AUTHOR=Tang Qiong , Luan Fei , Yuan An , Sun Jiayi , Rao Zhili , Wang Baojun , Liu Yao , Zeng Nan 

TITLE=Sophoridine Suppresses Herpes Simplex Virus Type 1 Infection by Blocking the Activation of Cellular PI3K/Akt and p38 MAPK Pathways

JOURNAL=Frontiers in Microbiology

VOLUME=Volume 13 - 2022

YEAR=2022

URL=https://www.frontiersin.org/journals/microbiology/articles/10.3389/fmicb.2022.872505

DOI=10.3389/fmicb.2022.872505

ISSN=1664-302X

ABSTRACT=Herpes simplex virus type 1 (HSV-1) is ubiquitous and important human pathogens, which causes significant clinical diseases ranging from skin lesions to encephalitis, especially in immunocompromised and neonatal hosts.
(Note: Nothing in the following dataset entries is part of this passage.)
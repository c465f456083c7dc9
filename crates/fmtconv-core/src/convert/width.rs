//! Width, sign, and precision reinterpretation between numeric kinds.
//!
//! Nothing here range-checks. Narrowing keeps the low bits, widening
//! sign-extends signed sources and zero-extends unsigned ones, and signed
//! <-> unsigned keeps the two's-complement bit pattern.

use crate::value::Value;

/// Target width of an integer conversion.
#[derive(Debug, Clone, Copy, PartialEq, Eq)]
pub enum IntWidth {
    W8,
    W16,
    W32,
    W64,
}

impl IntWidth {
    #[must_use]
    pub const fn bits(self) -> u32 {
        match self {
            IntWidth::W8 => 8,
            IntWidth::W16 => 16,
            IntWidth::W32 => 32,
            IntWidth::W64 => 64,
        }
    }

    #[must_use]
    pub const fn from_bits(bits: u32) -> Option<Self> {
        match bits {
            8 => Some(IntWidth::W8),
            16 => Some(IntWidth::W16),
            32 => Some(IntWidth::W32),
            64 => Some(IntWidth::W64),
            _ => None,
        }
    }
}

/// Target precision of a float conversion.
#[derive(Debug, Clone, Copy, PartialEq, Eq)]
pub enum FloatPrecision {
    Single,
    Double,
}

impl FloatPrecision {
    #[must_use]
    pub fn from_name(name: &str) -> Option<Self> {
        match name {
            "single" | "float32" | "32" => Some(FloatPrecision::Single),
            "double" | "float64" | "64" => Some(FloatPrecision::Double),
            _ => None,
        }
    }
}

/// Bit pattern of a numeric value, or `None` for strings and bools.
///
/// Floats truncate toward zero first; out-of-range floats saturate at the
/// `i128` bounds before the width truncation, NaN becomes 0.
fn numeric_bits(value: &Value) -> Option<i128> {
    value
        .integer_bits()
        .or_else(|| value.float_value().map(|f| f.trunc() as i128))
}

/// Reinterpret `value` as a `width`-bit signed or unsigned integer.
///
/// `to_fixed_width(&Value::Int64(-42), IntWidth::W64, false)` yields
/// `Uint64(18446744073709551574)`; `256` at 8 signed bits yields `Int8(0)`.
/// Non-numeric values are returned unchanged.
#[must_use]
pub fn to_fixed_width(value: &Value, width: IntWidth, signed: bool) -> Value {
    let Some(bits) = numeric_bits(value) else {
        return value.clone();
    };
    match (width, signed) {
        (IntWidth::W8, true) => Value::Int8(bits as i8),
        (IntWidth::W16, true) => Value::Int16(bits as i16),
        (IntWidth::W32, true) => Value::Int32(bits as i32),
        (IntWidth::W64, true) => Value::Int64(bits as i64),
        (IntWidth::W8, false) => Value::Uint8(bits as u8),
        (IntWidth::W16, false) => Value::Uint16(bits as u16),
        (IntWidth::W32, false) => Value::Uint32(bits as u32),
        (IntWidth::W64, false) => Value::Uint64(bits as u64),
    }
}

/// Reinterpret `value` as a machine-word `int` or `uint`.
#[must_use]
pub fn reinterpret_word(value: &Value, signed: bool) -> Value {
    match numeric_bits(value) {
        Some(bits) if signed => Value::Int(bits as i64),
        Some(bits) => Value::Uint(bits as u64),
        None => value.clone(),
    }
}

/// Convert a numeric value to `float32`/`float64`.
///
/// Large integers lose precision silently (round to nearest).
#[must_use]
pub fn to_float(value: &Value, precision: FloatPrecision) -> Value {
    match (value.integer_bits(), value.float_value(), precision) {
        // Integers round once, straight to the target precision.
        (Some(bits), _, FloatPrecision::Single) => Value::Float32(bits as f32),
        (Some(bits), _, FloatPrecision::Double) => Value::Float64(bits as f64),
        (None, Some(f), FloatPrecision::Single) => Value::Float32(f as f32),
        (None, Some(f), FloatPrecision::Double) => Value::Float64(f),
        (None, None, _) => value.clone(),
    }
}

#[cfg(test)]
mod tests {
    use super::*;

    #[test]
    fn negative_to_unsigned_64_wraps() {
        assert_eq!(
            to_fixed_width(&Value::Int64(-42), IntWidth::W64, false),
            Value::Uint64(18_446_744_073_709_551_574)
        );
        assert_eq!(
            reinterpret_word(&Value::int(-42), false),
            Value::uint(18_446_744_073_709_551_574)
        );
    }

    #[test]
    fn narrowing_truncates() {
        assert_eq!(to_fixed_width(&Value::int(256), IntWidth::W8, true), Value::Int8(0));
        assert_eq!(to_fixed_width(&Value::int(-1), IntWidth::W8, false), Value::Uint8(255));
        assert_eq!(to_fixed_width(&Value::int(200), IntWidth::W8, true), Value::Int8(-56));
        assert_eq!(
            to_fixed_width(&Value::int(70_000), IntWidth::W16, false),
            Value::Uint16(4464)
        );
    }

    #[test]
    fn widening_extends_by_source_sign() {
        assert_eq!(to_fixed_width(&Value::Int8(-1), IntWidth::W32, true), Value::Int32(-1));
        assert_eq!(
            to_fixed_width(&Value::Int8(-1), IntWidth::W32, false),
            Value::Uint32(u32::MAX)
        );
        assert_eq!(to_fixed_width(&Value::Uint8(255), IntWidth::W32, true), Value::Int32(255));
        assert_eq!(to_fixed_width(&Value::Uint64(u64::MAX), IntWidth::W64, true), Value::Int64(-1));
    }

    #[test]
    fn same_width_conversions_keep_value() {
        let i = Value::int(32);
        assert_eq!(to_fixed_width(&i, IntWidth::W8, true), Value::Int8(32));
        assert_eq!(to_fixed_width(&i, IntWidth::W32, true), Value::Int32(32));
        assert_eq!(to_fixed_width(&i, IntWidth::W64, true), Value::Int64(32));
    }

    #[test]
    fn floats_truncate_toward_zero() {
        assert_eq!(to_fixed_width(&Value::Float64(-3.9), IntWidth::W32, true), Value::Int32(-3));
        assert_eq!(to_fixed_width(&Value::Float64(f64::NAN), IntWidth::W8, true), Value::Int8(0));
    }

    #[test]
    fn non_numeric_passes_through() {
        let s = Value::from("32");
        assert_eq!(to_fixed_width(&s, IntWidth::W8, true), s);
        assert_eq!(to_float(&Value::Bool(true), FloatPrecision::Double), Value::Bool(true));
    }

    #[test]
    fn int_to_float() {
        assert_eq!(to_float(&Value::int(32), FloatPrecision::Single), Value::Float32(32.0));
        assert_eq!(to_float(&Value::int(32), FloatPrecision::Double), Value::Float64(32.0));
        // 2^24 + 1 is not representable in f32.
        assert_eq!(
            to_float(&Value::int(16_777_217), FloatPrecision::Single),
            Value::Float32(16_777_216.0)
        );
        assert_eq!(
            to_float(&Value::Float64(0.1), FloatPrecision::Single),
            Value::Float32(0.1)
        );
    }

    #[test]
    fn width_lookup() {
        assert_eq!(IntWidth::from_bits(16), Some(IntWidth::W16));
        assert_eq!(IntWidth::from_bits(12), None);
        assert_eq!(IntWidth::W32.bits(), 32);
        assert_eq!(FloatPrecision::from_name("single"), Some(FloatPrecision::Single));
    }
}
Currently, widely used nucleoside analogues including acyclovir and penciclovir have some limitations due to side effects and drug resistance. Here, we reported that sophoridine (SRI) could dramatically inhibit HSV-1 replication in vitro. SRI exhibit remarkable inhibitory effect on HSV-1 plaque formation and generation of progeny viruses, with the EC50 values of 0.112 and 0.064 mg/mL, respectively. Moreover, SRI significantly suppressed HSV-1 replication through inhibiting the expression of viral immediate early (ICP0 and ICP22), early (ICP8 and TK) and late (gB and gD) genes as well as the expression of viral protein ICP0, ICP8, gB and gD. In addition, we also suggested that SRI may inactivate virus particles directly and block some steps in HSV-1 life cycle after adsorption. Furthermore, SRI down-regulate the cellular PI3K/Akt pathway to further inhibit HSV-1 replication. Most importantly, SRI also markedly depressed HSV-1-induced p38 MAPK pathway activation. Collectively, the natural bioactive alkaloid SRI could be a promising therapeutic candidate to be developed into a novel anti-HSV-1 agent via modulation of cellular PI3K/Akt and p38 MAPK pathways.